In the elderly, age and frailty carry independent prognostic weight. In a multicenter cohort, age was associated with three-month mortality independently of TBSA, APACHE II, and the Charlson Comorbidity Index, and patients aged 80 and older had significantly poorer outcomes irrespective of injury and critical-illness severity [32]. A frailty score on admission independently increased the risk of mortality (odds ratio 1.67) and of discharge to a skilled nursing facility (odds ratio 2.5) in elderly burn patients [20]. A frailty scoring system distinguished survivors from non-survivors in elderly burns admitted to high-dependency or intensive care, where survivors more often underwent surgical debridement [19].

In resource-limited settings, the scores require local recalibration. In a developing-country cohort the revised Baux score was more accurate than the classic Baux but was characterized as best reserved for adult and elderly prognostication in that setting [30]. Mortality rates in developing-country burn populations approach 34%, far above high-income benchmarks [39].

Outcomes

Score-based prognostication also frames population-level survival trends. The LA50, the burn size lethal to 50% of patients, has risen markedly with improved care and falls steeply with age: in one institutional series the LA50 was 76.4% TBSA in the 15-44 age cohort but only 30.8% in patients older than 65 [17]. In a contemporary multicenter elderly analysis the lethal dose for half of patients aged 80 and older was just 20.5% TBSA [32]. The standardized mortality ratio, computed by dividing observed deaths by deaths expected from ABSI, lets centers benchmark performance against case-mix; one national analysis reported a global SMR of 0.99 [18].

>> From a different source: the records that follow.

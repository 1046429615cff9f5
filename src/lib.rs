//! **Slide-level diff for presentation decks.**
//!
//! `deck-diff` compares two versions of a slide deck by slide content. Each
//! slide is reduced to an opaque [`SlideToken`] (the SHA-256 of its rendered
//! image), the two token sequences are aligned, every slide is labeled as
//! stable, moved, source-only or target-only, and the result is laid out as
//! side-by-side pages ready for rendering.
//!
//! ## Core Concepts & Modules
//!
//! - **[`model`]**: [`Deck`], [`Slide`] and [`SlideToken`], plus the
//!   `sha256sum`-style manifest format decks can be stored in.
//! - **[`diff`]**: the [`AlignmentEngine`] (longest common subsequence with
//!   move pairing) and the [`DiffClassifier`] that labels every slide.
//! - **[`layout`]**: the [`LayoutPlanner`] turning classified slides into
//!   [`PagePlan`]s.
//! - **[`convert`]**: rendering presentations to slide images and hashing them.
//! - **[`sources`]**: retrieving earlier revisions of a deck from git.
//! - **[`reports`]**: summary, JSON, side-by-side terminal and HTML output.
//! - **[`pipeline`]** and **[`cli`]**: load → compare → plan → report.
//!
//! ## Comparing Two Decks
//!
//! ```
//! use deck_diff::{Deck, DeckDiff, LayoutConfig, LayoutPlanner, SlideLabel, SlideToken};
//!
//! fn deck(name: &str, slides: &[&str]) -> Deck {
//!     Deck::from_tokens(name, slides.iter().map(|s| SlideToken::of_content(s.as_bytes())))
//! }
//!
//! fn main() -> Result<(), Box<dyn std::error::Error>> {
//!     let v1 = deck("v1", &["title", "agenda", "numbers", "thanks"]);
//!     let v2 = deck("v2", &["title", "numbers", "agenda", "thanks"]);
//!
//!     let diff = DeckDiff::compute(&v1, &v2)?;
//!     assert_eq!(diff.with_label(SlideLabel::Moved).count(), 2);
//!
//!     let pages = LayoutPlanner::new(LayoutConfig::default()).plan(&diff.slides)?;
//!     for page in &pages {
//!         println!("{:?} {:?}", page.label, page.move_annotation);
//!     }
//!     Ok(())
//! }
//! ```
//!
//! The alignment core is pure: it reads no files, spawns nothing and never
//! consults configuration. Rendering and hashing live in [`convert`].

// Lint to discourage unwrap() in production code - prefer explicit error handling
#![warn(clippy::unwrap_used)]
// Pedantic lints: allow categories that are design choices for this codebase
#![allow(
    // Slide counts and page widths are small; usize↔i64/f64 casts are bounded
    clippy::cast_precision_loss,
    clippy::cast_possible_truncation,
    clippy::cast_sign_loss,
    clippy::cast_possible_wrap,
    clippy::missing_errors_doc,
    clippy::missing_panics_doc,
    clippy::struct_excessive_bools,
    clippy::fn_params_excessive_bools,
    // Variable names like `src`/`tgt` are clear in context
    clippy::similar_names
)]

pub mod cli;
pub mod config;
pub mod convert;
pub mod diff;
pub mod error;
pub mod layout;
pub mod model;
pub mod pipeline;
pub mod reports;
pub mod sources;
pub mod utils;

// Re-export main types for convenience
pub use config::{AppConfig, AppConfigBuilder, ConfigError, ConfigPreset, Validatable};
pub use convert::{OfficeRasterizer, SlideRasterizer};
pub use diff::{AlignmentEngine, ClassifiedSlide, DeckDiff, DiffClassifier, DiffSummary, Pairing, SlideLabel};
pub use error::{DeckDiffError, ErrorContext, OptionContext, Result};
pub use layout::{BarColor, LayoutConfig, LayoutPlanner, MoveAnnotation, PagePlan};
pub use model::{Deck, Slide, SlideToken};
pub use reports::{ReportFormat, ReportGenerator};
pub use sources::RevisionSpec;
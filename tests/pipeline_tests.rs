//! Pipeline and CLI integration tests.
//!
//! These tests exercise the load → compare → plan → report pipeline and the
//! CLI command handlers against slide directories and manifests written to
//! temporary directories.

use deck_diff::cli::{run_compare, run_hash};
use deck_diff::config::{
    AppConfig, CompareConfig, ComparePaths, ConversionConfig, HashConfig, LayoutOverrides, Validatable,
};
use deck_diff::convert::{OfficeRasterizer, read_sidecars};
use deck_diff::pipeline::{compute_comparison, exit_codes, load_deck};
use deck_diff::reports::ReportFormat;
use deck_diff::{LayoutConfig, SlideLabel};
use std::fs;
use std::path::{Path, PathBuf};
use tempfile::TempDir;

// ============================================================================
// Fixtures
// ============================================================================

/// Write one fake `slide_NNN.png` per character; equal characters mean equal images.
fn slide_dir(root: &Path, name: &str, slides: &str) -> PathBuf {
    let dir = root.join(name);
    fs::create_dir_all(&dir).unwrap();
    for (i, c) in slides.chars().enumerate() {
        fs::write(dir.join(format!("slide_{:03}.png", i + 1)), format!("image {c}")).unwrap();
    }
    dir
}

fn compare_config(source: PathBuf, target: PathBuf, app: AppConfig) -> CompareConfig {
    CompareConfig {
        paths: ComparePaths { source, target },
        app,
    }
}

fn json_to(out: &Path) -> AppConfig {
    AppConfig::builder()
        .output_format(ReportFormat::Json)
        .output_file(Some(out.to_path_buf()))
        .quiet(true)
        .build()
}

// ============================================================================
// Load and compare stages
// ============================================================================

mod stages {
    use super::*;

    #[test]
    fn image_directories_compare_by_content() {
        let tmp = TempDir::new().unwrap();
        let v1 = slide_dir(tmp.path(), "v1", "ABCD");
        let v2 = slide_dir(tmp.path(), "v2", "ACBD");
        let rasterizer = OfficeRasterizer::default();
        let conversion = ConversionConfig::default();

        let source = load_deck(&v1, "v1", "source", &conversion, &rasterizer, false).unwrap();
        let target = load_deck(&v2, "v2", "target", &conversion, &rasterizer, false).unwrap();
        let comparison = compute_comparison(&source.deck, &target.deck, LayoutConfig::default(), true).unwrap();

        assert_eq!(comparison.diff.summary.stable, 2);
        assert_eq!(comparison.diff.summary.moved, 2);
        assert_eq!(comparison.pages.len(), 2);
        assert!(comparison.pages.iter().all(|p| p.label == SlideLabel::Moved));
        let left_image = comparison.pages[0].left.as_ref().unwrap().image.as_ref().unwrap();
        assert_eq!(left_image, &v1.join("slide_002.png"));
    }

    #[test]
    fn sidecars_and_images_give_same_tokens() {
        let tmp = TempDir::new().unwrap();
        let dir = slide_dir(tmp.path(), "deck", "XYZ");
        let config = HashConfig {
            input: dir.clone(),
            out_dir: None,
            conversion: ConversionConfig::default(),
        };
        assert_eq!(run_hash(config).unwrap(), exit_codes::SUCCESS);

        let from_sidecars = read_sidecars("deck", &dir).unwrap().unwrap();
        let images = slide_dir(tmp.path(), "images", "XYZ");
        let rasterizer = OfficeRasterizer::default();
        let from_images =
            load_deck(&images, "images", "target", &ConversionConfig::default(), &rasterizer, false).unwrap();

        assert_eq!(
            from_sidecars.tokens().collect::<Vec<_>>(),
            from_images.deck.tokens().collect::<Vec<_>>()
        );
    }
}

// ============================================================================
// Command handlers
// ============================================================================

mod commands {
    use super::*;

    #[test]
    fn compare_writes_json_report() {
        let tmp = TempDir::new().unwrap();
        let v1 = slide_dir(tmp.path(), "v1", "ABC");
        let v2 = slide_dir(tmp.path(), "v2", "AXBC");
        let out = tmp.path().join("diff.json");

        let code = run_compare(compare_config(v1, v2, json_to(&out))).unwrap();
        assert_eq!(code, exit_codes::SUCCESS);

        let json: serde_json::Value = serde_json::from_str(&fs::read_to_string(&out).unwrap()).unwrap();
        assert_eq!(json["summary"]["target_only"], 1);
        let pages = json["pages"].as_array().unwrap();
        assert_eq!(pages.len(), 1);
        assert_eq!(pages[0]["bar_color"], "green");
        assert_eq!(pages[0]["label"], "target-only");
    }

    #[test]
    fn fail_on_change_sets_exit_code() {
        let tmp = TempDir::new().unwrap();
        let v1 = slide_dir(tmp.path(), "v1", "AB");
        let v2 = slide_dir(tmp.path(), "v2", "A");
        let out = tmp.path().join("diff.json");
        let mut app = json_to(&out);
        app.behavior.fail_on_change = true;

        assert_eq!(
            run_compare(compare_config(v1, v2, app)).unwrap(),
            exit_codes::CHANGES_DETECTED
        );
    }

    #[test]
    fn identical_decks_render_notice() {
        let tmp = TempDir::new().unwrap();
        let v1 = slide_dir(tmp.path(), "v1", "AB");
        let v2 = slide_dir(tmp.path(), "v2", "AB");
        let out = tmp.path().join("diff.txt");
        let app = AppConfig::builder()
            .output_format(ReportFormat::Summary)
            .output_file(Some(out.clone()))
            .fail_on_change(true)
            .quiet(true)
            .build();

        assert_eq!(run_compare(compare_config(v1, v2, app)).unwrap(), exit_codes::SUCCESS);
        let text = fs::read_to_string(out).unwrap();
        assert!(text.contains(deck_diff::reports::NOTHING_TO_SHOW));
    }

    #[test]
    fn html_report_links_slide_images() {
        let tmp = TempDir::new().unwrap();
        let v1 = slide_dir(tmp.path(), "v1", "AB");
        let v2 = slide_dir(tmp.path(), "v2", "AC");
        let out = tmp.path().join("diff.html");
        let app = AppConfig::builder()
            .output_format(ReportFormat::Html)
            .output_file(Some(out.clone()))
            .quiet(true)
            .build();

        run_compare(compare_config(v1, v2, app)).unwrap();
        let html = fs::read_to_string(out).unwrap();
        assert!(html.contains(r#"<div class="half bar-red">"#));
        assert!(html.contains(r#"<div class="half bar-green">"#));
        assert!(html.contains("v1/slide_002.png"));
        assert!(html.contains("v2/slide_002.png"));
    }

    #[test]
    fn unsupported_input_is_error() {
        let tmp = TempDir::new().unwrap();
        let v1 = slide_dir(tmp.path(), "v1", "A");
        let notes = tmp.path().join("notes.docx");
        fs::write(&notes, "x").unwrap();

        let result = run_compare(compare_config(v1, notes, json_to(&tmp.path().join("o.json"))));
        assert!(result.is_err());
    }
}

// ============================================================================
// Configuration layering
// ============================================================================

mod config {
    use super::*;

    #[test]
    fn file_settings_are_overridden_by_cli() {
        let tmp = TempDir::new().unwrap();
        let path = tmp.path().join(".deck-diff.yaml");
        fs::write(
            &path,
            "layout:\n  suppress_common_slides: false\noutput:\n  format: html\nconversion:\n  dpi: 300\n",
        )
        .unwrap();

        let cli = AppConfig::builder().output_format(ReportFormat::Json).build();
        let (config, loaded_from) = AppConfig::from_file_with_overrides(Some(&path), &cli);

        assert_eq!(loaded_from, Some(path));
        assert!(!config.layout.suppress_common_slides);
        assert_eq!(config.output.format, ReportFormat::Json);
        assert_eq!(config.conversion.dpi, 300);
        assert!(config.is_valid());
    }

    #[test]
    fn layout_flags_reenable_what_the_file_turned_off() {
        let tmp = TempDir::new().unwrap();
        let path = tmp.path().join(".deck-diff.yaml");
        fs::write(&path, "layout:\n  show_moved_pages: false\n").unwrap();

        let cli = AppConfig::builder().show_moved_pages(true).build();
        let (mut config, _) = AppConfig::from_file_with_overrides(Some(&path), &cli);
        assert!(!config.layout.show_moved_pages);

        config.apply_layout_overrides(LayoutOverrides {
            show_moved_pages: Some(true),
            ..LayoutOverrides::default()
        });
        assert!(config.layout.show_moved_pages);
        assert!(config.layout.suppress_common_slides);
    }

    #[test]
    fn invalid_dpi_is_reported() {
        let config = AppConfig::builder().dpi(5).build();
        let errors = config.validate();
        assert!(errors.iter().any(|e| e.field.contains("dpi")));
    }
}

The scores predict death well but do not capture survivorship. Mortality prognostication scores did not predict long-term, health-related quality of life after burn injury: higher revised Baux and Ryan scores correlated weakly with worse one-year physical health but not mental health, and all models explained little of the variance in SF-12 scores [15].

Controversies and Evidence Gaps

Which score to use remains unsettled because, in head-to-head validation, the leading models discriminate similarly. In a Japanese registry the Baux, revised Baux, and ABSI scores all clustered around an AUROC of 0.94 with no clinically decisive separation [11]. Across multicenter validations the older models have delivered predictive performance comparable to the newer ones [12], and a six-model comparison in a developing-country burn population evaluated APACHE II, ABSI, BOBI, the Ryan model, revised Baux, and FLAMES head-to-head [35].

The dominant problem is calibration drift rather than discrimination. Modern care has rendered the original Baux predictions too pessimistic, and several scores overestimate mortality when applied to current populations, prompting repeated recalibration and modified-score derivations [6, 31]. The ABSI in particular has been shown to overestimate mortality in severely burned patients, leading to a modified, more accurate version that dropped sex as a predictor [31]. Some authors argue that former prediction scores are losing accuracy over time as survival improves [24].

The age-versus-burn-size weighting is also contested. The revised Baux derivation found age and percent burn contributed almost equally, but elderly-specific data show age and frailty predict death independently of TBSA and comorbidity indices, suggesting the linear additive weighting understates age in older patients [6, 32]. Finally, the promise of machine learning is unproven for this task: although some machine-learning methods performed marginally better than logistic regression, the differences were seldom statistically significant or clinically substantial, and established logistic models perform well against more complex alternatives [34].